(Exercise brief)
Write out every line exactly, from the first line of the records below through the line that contains "use crate::locale::StormLocale;".

(Provided entries)

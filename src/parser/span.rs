/// The classification of a scanned region of a gamestring.
#[derive(Debug, Clone, Copy, PartialEq, Eq)]
pub enum SpanKind {
    /// Plain text, always emitted verbatim.
    Text,
    /// A start tag, e.g. `<c val="#TooltipNumbers">`.
    StartTag,
    /// An end tag, e.g. `</c>`.
    EndTag,
    /// A self-closing tag, e.g. `<img path="foo"/>`.
    SelfCloseTag,
    /// A newline tag, `<n/>` (or its `</n>` spelling).
    Newline,
    /// A space tag, `<sp/>`.
    SpaceTag,
    /// A scaling tag, `~~number~~`.
    ScalingTag,
    /// The literal `##ERROR##` marker.
    ErrorTag,
    /// An end tag that is absent from the input and must be synthesized
    /// from the start tag the range points at.
    MissingEndTag,
}

/// A classified byte range into the original gamestring.
///
/// Spans are ordered by render position, not by byte position: the nesting
/// rewrite re-emits an enclosing start tag after a nested tag, so ranges may
/// repeat and go backwards.
#[derive(Debug, Clone, Copy)]
pub struct TextSpan {
    start: usize,
    end: usize,
    kind: SpanKind,
}

impl TextSpan {
    #[inline]
    pub(crate) const fn new(start: usize, end: usize, kind: SpanKind) -> Self {
        Self { start, end, kind }
    }

    /// Start byte offset, inclusive.
    #[inline]
    pub fn start(&self) -> usize {
        self.start
    }

    /// End byte offset, exclusive.
    #[inline]
    pub fn end(&self) -> usize {
        self.end
    }

    #[inline]
    pub fn kind(&self) -> SpanKind {
        self.kind
    }

    /// The slice of `input` this span covers. For [`SpanKind::MissingEndTag`]
    /// this is the start tag the synthesized end tag is derived from.
    #[inline]
    pub fn text<'i>(&self, input: &'i str) -> &'i str {
        &input[self.start..self.end]
    }
}
//! The high-level gamestring facade.

use std::cell::OnceCell;
use std::fmt;

use crate::font_values::{FontTagType, FontValueReplacements};
use crate::locale::StormLocale;
use crate::parser::{scan, ParsedSpans};
use crate::rendering::{render, RenderFlags};

/// A gamestring with lazily rendered, cached output flavors.
///
/// The input is scanned once at construction; each flavor is rendered on
/// first access and cached. Registering a font value replacement
/// invalidates the flavors that carry tags.
///
/// ```
/// use gamestring::{GameStringText, StormLocale};
///
/// let text = GameStringText::with_locale(
///     "Deals <c val=\"#TooltipNumbers\">120~~0.04~~</c> damage.",
///     StormLocale::EnUs,
/// );
///
/// assert_eq!(
///     text.plain_text_with_scaling(),
///     "Deals 120 (+4% per level) damage.",
/// );
/// assert_eq!(
///     text.colored_text(),
///     "Deals <c val=\"#TooltipNumbers\">120</c> damage.",
/// );
/// ```
#[derive(Debug)]
pub struct GameStringText {
    text: String,
    locale: StormLocale,
    parsed: ParsedSpans,
    replacements: FontValueReplacements,
    raw: OnceCell<String>,
    plain: OnceCell<String>,
    plain_with_newlines: OnceCell<String>,
    plain_with_scaling: OnceCell<String>,
    plain_with_scaling_with_newlines: OnceCell<String>,
    colored: OnceCell<String>,
    colored_with_scaling: OnceCell<String>,
}

impl GameStringText {
    /// The literal error marker, `##ERROR##`.
    pub const ERROR_TAG: &'static str = "##ERROR##";

    /// Parses `text` with the default locale ([`StormLocale::EnUs`]).
    pub fn new(text: impl Into<String>) -> Self {
        Self::build(text.into(), StormLocale::default(), false)
    }

    /// Parses `text` localized for `locale`.
    pub fn with_locale(text: impl Into<String>, locale: StormLocale) -> Self {
        Self::build(text.into(), locale, false)
    }

    /// Parses `text` and additionally collects the font values of its
    /// `<c>`/`<s>` tags.
    pub fn with_font_value_extraction(text: impl Into<String>, locale: StormLocale) -> Self {
        Self::build(text.into(), locale, true)
    }

    fn build(text: String, locale: StormLocale, extract_font_values: bool) -> Self {
        let parsed = scan(&text, extract_font_values);

        Self {
            text,
            locale,
            parsed,
            replacements: FontValueReplacements::new(),
            raw: OnceCell::new(),
            plain: OnceCell::new(),
            plain_with_newlines: OnceCell::new(),
            plain_with_scaling: OnceCell::new(),
            plain_with_scaling_with_newlines: OnceCell::new(),
            colored: OnceCell::new(),
            colored_with_scaling: OnceCell::new(),
        }
    }

    /// The unrendered input.
    pub fn text(&self) -> &str {
        &self.text
    }

    pub fn locale(&self) -> StormLocale {
        self.locale
    }

    /// The parsed span list.
    pub fn parsed(&self) -> &ParsedSpans {
        &self.parsed
    }

    /// The normalized text with all tags kept verbatim.
    pub fn raw_text(&self) -> &str {
        self.raw.get_or_init(|| self.render(RenderFlags::raw()))
    }

    /// Plain text: no tags, newlines as spaces, scaling dropped.
    pub fn plain_text(&self) -> &str {
        self.plain
            .get_or_init(|| self.render(RenderFlags::plain(false, false)))
    }

    /// Plain text with `<n/>` newlines kept.
    pub fn plain_text_with_newlines(&self) -> &str {
        self.plain_with_newlines
            .get_or_init(|| self.render(RenderFlags::plain(true, false)))
    }

    /// Plain text with scaling evaluated into per-level phrases.
    pub fn plain_text_with_scaling(&self) -> &str {
        self.plain_with_scaling
            .get_or_init(|| self.render(RenderFlags::plain(false, true)))
    }

    /// Plain text with `<n/>` newlines kept and scaling evaluated.
    pub fn plain_text_with_scaling_with_newlines(&self) -> &str {
        self.plain_with_scaling_with_newlines
            .get_or_init(|| self.render(RenderFlags::plain(true, true)))
    }

    /// Colored text: color tags and newlines kept, scaling dropped.
    pub fn colored_text(&self) -> &str {
        self.colored
            .get_or_init(|| self.render(RenderFlags::colored(false)))
    }

    /// Colored text with scaling evaluated.
    pub fn colored_text_with_scaling(&self) -> &str {
        self.colored_with_scaling
            .get_or_init(|| self.render(RenderFlags::colored(true)))
    }

    /// Whether font values were collected at construction.
    pub fn is_font_values_extracted(&self) -> bool {
        self.parsed.font_values().is_some()
    }

    /// The extracted `<s>` tag values, `None` when extraction was disabled.
    pub fn font_style_values(&self) -> Option<&[String]> {
        self.parsed
            .font_values()
            .map(|values| values.values(FontTagType::Style))
    }

    /// The extracted `<c>` tag values, `None` when extraction was disabled.
    pub fn font_style_constant_values(&self) -> Option<&[String]> {
        self.parsed
            .font_values()
            .map(|values| values.values(FontTagType::Constant))
    }

    /// Registers a `val` attribute replacement for tags of `tag_type`.
    ///
    /// Already rendered tag-carrying flavors are re-rendered on next
    /// access; plain-text flavors are unaffected. The extracted font value
    /// set, if any, is updated to reflect the replacement.
    pub fn add_font_value_replacement(
        &mut self,
        original: &str,
        replacement: &str,
        tag_type: FontTagType,
        preserve_value: bool,
    ) -> &mut Self {
        self.replacements
            .insert(tag_type, original, replacement, preserve_value);

        if let Some(values) = self.parsed.font_values_mut() {
            values.apply_replacement(tag_type, original, replacement);
        }

        self.invalidate_tagged_flavors();
        self
    }

    /// Registers several replacements of the same tag type at once.
    pub fn add_font_value_replacements<I, K, V>(
        &mut self,
        tag_type: FontTagType,
        preserve_value: bool,
        replacements: I,
    ) -> &mut Self
    where
        I: IntoIterator<Item = (K, V)>,
        K: AsRef<str>,
        V: AsRef<str>,
    {
        for (original, replacement) in replacements {
            self.add_font_value_replacement(
                original.as_ref(),
                replacement.as_ref(),
                tag_type,
                preserve_value,
            );
        }

        self
    }

    fn invalidate_tagged_flavors(&mut self) {
        self.raw.take();
        self.colored.take();
        self.colored_with_scaling.take();
    }

    fn render(&self, flags: RenderFlags) -> String {
        render(
            &self.text,
            self.parsed.spans(),
            flags,
            self.locale,
            &self.replacements,
        )
    }
}

impl fmt::Display for GameStringText {
    fn fmt(&self, f: &mut fmt::Formatter<'_>) -> fmt::Result {
        f.write_str(self.plain_text_with_scaling())
    }
}
//! Font value extraction sets and the replacement registry.

use hashbrown::HashMap;

/// The tag type of a font value.
#[derive(Debug, Clone, Copy, PartialEq, Eq, Hash)]
pub enum FontTagType {
    /// A style tag, `<s val="...">`.
    Style,
    /// A style constant tag, `<c val="...">`.
    Constant,
}

impl FontTagType {
    pub(crate) fn from_tag_name(name: &str) -> Option<Self> {
        if name.eq_ignore_ascii_case("c") {
            Some(Self::Constant)
        } else if name.eq_ignore_ascii_case("s") {
            Some(Self::Style)
        } else {
            None
        }
    }
}

/// The `val` attribute values collected from `<c>` and `<s>` tags during a
/// scan, per tag type, in first-seen order and without duplicates.
#[derive(Debug, Default)]
pub struct FontValues {
    style: Vec<String>,
    constant: Vec<String>,
}

impl FontValues {
    /// The collected values for `tag_type`.
    pub fn values(&self, tag_type: FontTagType) -> &[String] {
        match tag_type {
            FontTagType::Style => &self.style,
            FontTagType::Constant => &self.constant,
        }
    }

    fn values_mut(&mut self, tag_type: FontTagType) -> &mut Vec<String> {
        match tag_type {
            FontTagType::Style => &mut self.style,
            FontTagType::Constant => &mut self.constant,
        }
    }

    pub(crate) fn insert(&mut self, tag_type: FontTagType, value: &str) {
        let values = self.values_mut(tag_type);

        if !values.iter().any(|v| v == value) {
            values.push(value.to_string());
        }
    }

    // Keeps the set in sync with a registered replacement: the original
    // value gives way to the replacement, which keeps the set duplicate-free.
    pub(crate) fn apply_replacement(
        &mut self,
        tag_type: FontTagType,
        original: &str,
        replacement: &str,
    ) {
        let values = self.values_mut(tag_type);

        let Some(index) = values.iter().position(|v| v == original) else {
            return;
        };

        if values.iter().any(|v| v == replacement) {
            values.remove(index);
        } else {
            values[index] = replacement.to_string();
        }
    }
}

#[derive(Debug, Clone)]
pub(crate) struct Replacement {
    pub value: String,
    pub preserve: bool,
}

/// Registered `val` attribute substitutions, applied to start tags as they
/// are rendered.
#[derive(Debug, Default)]
pub struct FontValueReplacements {
    style: HashMap<String, Replacement>,
    constant: HashMap<String, Replacement>,
}

impl FontValueReplacements {
    pub fn new() -> Self {
        Self::default()
    }

    pub fn is_empty(&self) -> bool {
        self.style.is_empty() && self.constant.is_empty()
    }

    /// Registers a replacement of `original` by `replacement` for tags of
    /// `tag_type`. With `preserve` set, the rendered tag keeps the original
    /// value in an `hlt-name` attribute.
    pub fn insert(
        &mut self,
        tag_type: FontTagType,
        original: impl Into<String>,
        replacement: impl Into<String>,
        preserve: bool,
    ) {
        let map = match tag_type {
            FontTagType::Style => &mut self.style,
            FontTagType::Constant => &mut self.constant,
        };

        map.insert(
            original.into(),
            Replacement {
                value: replacement.into(),
                preserve,
            },
        );
    }

    pub(crate) fn get(&self, tag_type: FontTagType, original: &str) -> Option<&Replacement> {
        match tag_type {
            FontTagType::Style => self.style.get(original),
            FontTagType::Constant => self.constant.get(original),
        }
    }
}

(Exercise answer)
filename src/parser/span.rs
/// The classification of a scanned region of a gamestring.
#[derive(Debug, Clone, Copy, PartialEq, Eq)]
pub enum SpanKind {
    /// Plain text, always emitted verbatim.
    Text,
    /// A start tag, e.g. `<c val="#TooltipNumbers">`.
    StartTag,
    /// An end tag, e.g. `</c>`.
    EndTag,
    /// A self-closing tag, e.g. `<img path="foo"/>`.
    SelfCloseTag,
    /// A newline tag, `<n/>` (or its `</n>` spelling).
    Newline,
    /// A space tag, `<sp/>`.
    SpaceTag,
    /// A scaling tag, `~~number~~`.
    ScalingTag,
    /// The literal `##ERROR##` marker.
    ErrorTag,
    /// An end tag that is absent from the input and must be synthesized
    /// from the start tag the range points at.
    MissingEndTag,
}

/// A classified byte range into the original gamestring.
///
/// Spans are ordered by render position, not by byte position: the nesting
/// rewrite re-emits an enclosing start tag after a nested tag, so ranges may
/// repeat and go backwards.
#[derive(Debug, Clone, Copy)]
pub struct TextSpan {
    start: usize,
    end: usize,
    kind: SpanKind,
}

impl TextSpan {
    #[inline]
    pub(crate) const fn new(start: usize, end: usize, kind: SpanKind) -> Self {
        Self { start, end, kind }
    }

    /// Start byte offset, inclusive.
    #[inline]
    pub fn start(&self) -> usize {
        self.start
    }

    /// End byte offset, exclusive.
    #[inline]
    pub fn end(&self) -> usize {
        self.end
    }

    #[inline]
    pub fn kind(&self) -> SpanKind {
        self.kind
    }

    /// The slice of `input` this span covers. For [`SpanKind::MissingEndTag`]
    /// this is the start tag the synthesized end tag is derived from.
    #[inline]
    pub fn text<'i>(&self, input: &'i str) -> &'i str {
        &input[self.start..self.end]
    }
}
//! The high-level gamestring facade.

use std::cell::OnceCell;
use std::fmt;

use crate::font_values::{FontTagType, FontValueReplacements};
use crate::locale::StormLocale;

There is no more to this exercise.